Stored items
· · ·
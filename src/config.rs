//! Deployment configuration for the unified manager.
//!
//! Mirrors the per-platform sections an operator would write:
//!
//! ```json
//! {
//!   "primary": "vault",
//!   "vault": { "mount": "transit", "key_name": "demo-key" },
//!   "aws":   { "region": "us-east-1", "key_alias": "alias/multi-cloud-key" },
//!   "gcp":   { "project": "my-project", "location": "global",
//!              "key_ring": "multi-cloud-ring", "crypto_key": "app-key" }
//! }
//! ```

use serde::{Deserialize, Serialize};

use crate::common::algorithms::SymmetricAlgorithm;
use crate::common::platform::Platform;
use crate::error::{Error, Result};

/// Top-level configuration: a primary platform plus one section per
/// registered platform.
#[derive(Debug, Clone, Serialize, Deserialize)]
pub struct KmsConfig {
    /// The platform `encrypt` routes to when none is named.
    pub primary: Platform,
    #[serde(default, skip_serializing_if = "Option::is_none")]
    pub vault: Option<VaultConfig>,
    #[serde(default, skip_serializing_if = "Option::is_none")]
    pub aws: Option<AwsConfig>,
    #[serde(default, skip_serializing_if = "Option::is_none")]
    pub gcp: Option<GcpConfig>,
}

/// Transit engine section.
#[derive(Debug, Clone, Serialize, Deserialize)]
pub struct VaultConfig {
    #[serde(default = "default_mount")]
    pub mount: String,
    /// The key this platform encrypts under.
    pub key_name: String,
    #[serde(default)]
    pub key_type: SymmetricAlgorithm,
}

fn default_mount() -> String {
    "transit".to_string()
}

/// AWS-style section.
#[derive(Debug, Clone, Serialize, Deserialize)]
pub struct AwsConfig {
    pub region: String,
    /// The alias this platform encrypts under.
    pub key_alias: String,
    #[serde(default)]
    pub key_type: SymmetricAlgorithm,
}

/// GCP-style section.
#[derive(Debug, Clone, Serialize, Deserialize)]
pub struct GcpConfig {
    pub project: String,
    pub location: String,
    pub key_ring: String,
    /// The crypto key this platform encrypts under.
    pub crypto_key: String,
    #[serde(default)]
    pub key_type: SymmetricAlgorithm,
}

impl KmsConfig {
    pub fn from_json_str(s: &str) -> Result<Self> {
        let config: KmsConfig = serde_json::from_str(s)?;
        config.validate()?;
        Ok(config)
    }

    /// The platforms with a configuration section, in declaration order.
    pub fn platforms(&self) -> Vec<Platform> {
        let mut platforms = Vec::new();
        if self.vault.is_some() {
            platforms.push(Platform::Vault);
        }
        if self.aws.is_some() {
            platforms.push(Platform::Aws);
        }
        if self.gcp.is_some() {
            platforms.push(Platform::Gcp);
        }
        platforms
    }

    pub fn validate(&self) -> Result<()> {
        if self.platforms().is_empty() {
            return Err(Error::Config(
                "no platform sections configured".to_string(),
            ));
        }
        if !self.platforms().contains(&self.primary) {
            return Err(Error::Config(format!(
                "primary platform '{}' has no configuration section",
                self.primary
            )));
        }
        Ok(())
    }
}
use bincode::{Decode, Encode};
use serde::{Deserialize, Serialize};
use std::fmt;
use std::str::FromStr;

use crate::error::Error;

/// The provider family a key lives in.
///
/// 密钥所属的提供商平台。
#[derive(
    Debug, Clone, Copy, PartialEq, Eq, Hash, PartialOrd, Ord, Decode, Encode, Serialize, Deserialize,
)]
#[serde(rename_all = "lowercase")]
pub enum Platform {
    /// A transit secrets engine (Vault-style cryptography-as-a-service).
    Vault,
    /// An AWS-KMS-style service.
    Aws,
    /// A GCP-KMS-style service.
    Gcp,
}

impl Platform {
    pub const ALL: [Platform; 3] = [Platform::Vault, Platform::Aws, Platform::Gcp];

    /// The stable string form used in key handles and configuration.
    pub fn as_str(&self) -> &'static str {
        match self {
            Platform::Vault => "vault",
            Platform::Aws => "aws",
            Platform::Gcp => "gcp",
        }
    }
}

impl fmt::Display for Platform {
    fn fmt(&self, f: &mut fmt::Formatter<'_>) -> fmt::Result {
        f.write_str(self.as_str())
    }
}

impl FromStr for Platform {
    type Err = Error;

    fn from_str(s: &str) -> Result<Self, Self::Err> {
        match s {
            "vault" => Ok(Platform::Vault),
            "aws" => Ok(Platform::Aws),
            "gcp" => Ok(Platform::Gcp),
            other => Err(Error::UnknownPlatform(other.to_string())),
        }
    }
}

#[cfg(test)]
mod tests {
    use super::*;

    #[test]
    fn test_string_forms_round_trip() {
        for platform in Platform::ALL {
            assert_eq!(platform.as_str().parse::<Platform>().unwrap(), platform);
        }
    }

    #[test]
    fn test_unknown_platform_rejected() {
        assert!(matches!(
            "azure".parse::<Platform>(),
            Err(Error::UnknownPlatform(_))
        ));
    }
}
· · ·
:: Required work ::
From the records above, return each line that includes "FromStr".

:: Exercise solution ::
use std::str::FromStr;
impl FromStr for Platform {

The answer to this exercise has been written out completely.